━━━━━ Extracted records
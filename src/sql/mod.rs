//! SQL text handling: literal encoding, template interpolation, script
//! splitting and statement inspection.

mod dialect;
mod encode;
mod interpolate;
mod split;
mod statement;

pub use dialect::Dialect;
pub use encode::{encode, DATETIME_FORMAT};
pub use interpolate::interpolate;
pub use split::split_statements;
pub use statement::{insert_target, is_insert};
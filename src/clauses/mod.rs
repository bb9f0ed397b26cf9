mod query_params;

pub use query_params::QueryParams;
━━━━━━━━━━
- **Work task**: Exactly the lines from the one containing "filename src/clauses/mod.rs" to the last line of the entries above must be duplicated, with both of those lines included and nothing more.

- **Solution**:
filename src/clauses/mod.rs
repository bb9f0ed397b26cf9
mod query_params;

pub use query_params::QueryParams;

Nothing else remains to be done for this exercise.